START EXERCISE DATA

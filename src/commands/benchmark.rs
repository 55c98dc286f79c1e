//! Benchmark command
//!
//! Tests solver performance across random secrets.

use crate::core::{Code, Feedback};
use crate::solver::{Outcome, Solver, SolverError, Strategy};
use rand::Rng;
use std::collections::HashMap;
use std::time::{Duration, Instant};

/// Result of a benchmark run
pub struct BenchmarkResult {
    pub total_codes: usize,
    pub solved: usize,
    pub failed: usize,
    pub total_guesses: usize,
    pub average_guesses: f64,
    pub min_guesses: usize,
    pub max_guesses: usize,
    pub guess_budget: usize,
    pub distribution: HashMap<usize, usize>,
    pub duration: Duration,
    pub codes_per_second: f64,
}

/// Play one fresh round against `secret`
///
/// If `opening` is provided it is played as the first guess instead of
/// asking the strategy; it must fit the solver's rules.
///
/// # Errors
/// Returns `SolverError::WrongLength` for a secret or opening of the wrong
/// length and `SolverError::InconsistentFeedback` for a secret the solver
/// cannot represent.
pub fn play_with_opening<S: Strategy>(
    solver: &mut Solver<S>,
    secret: &Code,
    opening: Option<&Code>,
) -> Result<Outcome, SolverError> {
    solver.reset();

    if let Some(opening) = opening {
        let expected = solver.rules().code_length();
        for code in [secret, opening] {
            if code.len() != expected {
                return Err(SolverError::WrongLength {
                    code: code.clone(),
                    expected,
                });
            }
        }

        solver.record_feedback(opening, Feedback::evaluate(secret, opening))?;
        if let Some(outcome) = solver.outcome() {
            return Ok(outcome);
        }
    }

    solver.play(secret)
}

/// Run benchmark on `count` random secrets drawn from `rng`
///
/// # Errors
/// Propagates any solver error from [`play_with_opening`].
pub fn run_benchmark<S, R>(
    solver: &mut Solver<S>,
    count: usize,
    opening: Option<&Code>,
    rng: &mut R,
) -> Result<BenchmarkResult, SolverError>
where
    S: Strategy,
    R: Rng + ?Sized,
{
    let rules = solver.rules().clone();
    let secrets: Vec<Code> = (0..count).map(|_| rules.random_code(rng)).collect();

    let start = Instant::now();
    let mut total_guesses = 0;
    let mut solved = 0;
    let mut min_guesses = usize::MAX;
    let mut max_guesses = 0;
    let mut distribution: HashMap<usize, usize> = HashMap::new();

    for secret in &secrets {
        let outcome = play_with_opening(solver, secret, opening)?;
        let guesses = outcome.guesses();

        total_guesses += guesses;
        if outcome.is_won() {
            solved += 1;
            min_guesses = min_guesses.min(guesses);
            max_guesses = max_guesses.max(guesses);
            *distribution.entry(guesses).or_insert(0) += 1;
        }
    }

    let duration = start.elapsed();

    Ok(BenchmarkResult {
        total_codes: count,
        solved,
        failed: count - solved,
        total_guesses,
        average_guesses: if solved > 0 {
            distribution.iter().map(|(g, n)| g * n).sum::<usize>() as f64 / solved as f64
        } else {
            0.0
        },
        min_guesses: if solved > 0 { min_guesses } else { 0 },
        max_guesses,
        guess_budget: rules.max_guesses(),
        distribution,
        duration,
        codes_per_second: count as f64 / duration.as_secs_f64().max(f64::EPSILON),
    })
}

#[cfg(test)]
mod tests {
    use super::*;
    use crate::core::Rules;
    use crate::solver::{FirstCandidateStrategy, MinimaxStrategy};
    use rand::SeedableRng;
    use rand::rngs::StdRng;

    #[test]
    fn benchmark_runs() {
        let mut solver = Solver::new(Rules::standard(), FirstCandidateStrategy);
        let mut rng = StdRng::seed_from_u64(3);

        let result = run_benchmark(&mut solver, 20, None, &mut rng).unwrap();

        assert_eq!(result.total_codes, 20);
        assert!(result.total_guesses > 0);
        assert!(result.min_guesses >= 1);
        assert!(result.max_guesses <= 10);
        assert_eq!(result.guess_budget, 10);
    }

    #[test]
    fn benchmark_distribution_sums_correctly() {
        let mut solver = Solver::new(Rules::standard(), FirstCandidateStrategy);
        let mut rng = StdRng::seed_from_u64(4);

        let result = run_benchmark(&mut solver, 25, None, &mut rng).unwrap();

        let distribution_sum: usize = result.distribution.values().sum();
        assert_eq!(distribution_sum, result.solved);
        assert_eq!(result.solved + result.failed, result.total_codes);
    }

    #[test]
    fn benchmark_is_reproducible_from_seed() {
        let mut solver = Solver::new(Rules::standard(), FirstCandidateStrategy);

        let a = run_benchmark(&mut solver, 10, None, &mut StdRng::seed_from_u64(8)).unwrap();
        let b = run_benchmark(&mut solver, 10, None, &mut StdRng::seed_from_u64(8)).unwrap();

        assert_eq!(a.total_guesses, b.total_guesses);
        assert_eq!(a.distribution, b.distribution);
    }

    #[test]
    fn benchmark_with_forced_opening() {
        let rules = Rules::standard();
        let opening = rules.parse_code("RRBB").unwrap();
        let mut solver = Solver::new(rules, MinimaxStrategy);
        let mut rng = StdRng::seed_from_u64(5);

        let result = run_benchmark(&mut solver, 3, Some(&opening), &mut rng).unwrap();

        assert_eq!(result.total_codes, 3);
        assert_eq!(result.failed, 0);
        assert!(result.average_guesses >= 1.0);
    }

    #[test]
    fn benchmark_zero_codes() {
        let mut solver = Solver::new(Rules::standard(), FirstCandidateStrategy);
        let mut rng = StdRng::seed_from_u64(1);

        let result = run_benchmark(&mut solver, 0, None, &mut rng).unwrap();

        assert_eq!(result.total_codes, 0);
        assert_eq!(result.total_guesses, 0);
        assert_eq!(result.min_guesses, 0);
        assert!(result.average_guesses.abs() < f64::EPSILON);
    }

    #[test]
    fn opening_that_wins_ends_round() {
        let rules = Rules::standard();
        let secret = rules.parse_code("GYBR").unwrap();
        let mut solver = Solver::new(rules, FirstCandidateStrategy);

        let outcome = play_with_opening(&mut solver, &secret, Some(&secret)).unwrap();
        assert_eq!(outcome, Outcome::Won { guesses: 1 });
    }

    #[test]
    fn opening_of_wrong_length_is_rejected() {
        let rules = Rules::standard();
        let secret = rules.parse_code("GYBR").unwrap();
        let opening = Rules::from_symbols("RBYGPW", 3, 10).unwrap().parse_code("RBY").unwrap();
        let mut solver = Solver::new(rules, FirstCandidateStrategy);

        assert!(matches!(
            play_with_opening(&mut solver, &secret, Some(&opening)),
            Err(SolverError::WrongLength { .. })
        ));
    }
}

END EXERCISE DATA

Your answer must be the line containing "let outcome = play_with_opening(&mut" through the last line above, copied exactly, with nothing added.

WRITTEN SOLUTION »
        let outcome = play_with_opening(&mut solver, &secret, Some(&secret)).unwrap();
        assert_eq!(outcome, Outcome::Won { guesses: 1 });
    }

    #[test]
    fn opening_of_wrong_length_is_rejected() {
        let rules = Rules::standard();
        let secret = rules.parse_code("GYBR").unwrap();
        let opening = Rules::from_symbols("RBYGPW", 3, 10).unwrap().parse_code("RBY").unwrap();
        let mut solver = Solver::new(rules, FirstCandidateStrategy);

        assert!(matches!(
            play_with_opening(&mut solver, &secret, Some(&opening)),
            Err(SolverError::WrongLength { .. })
        ));
    }
}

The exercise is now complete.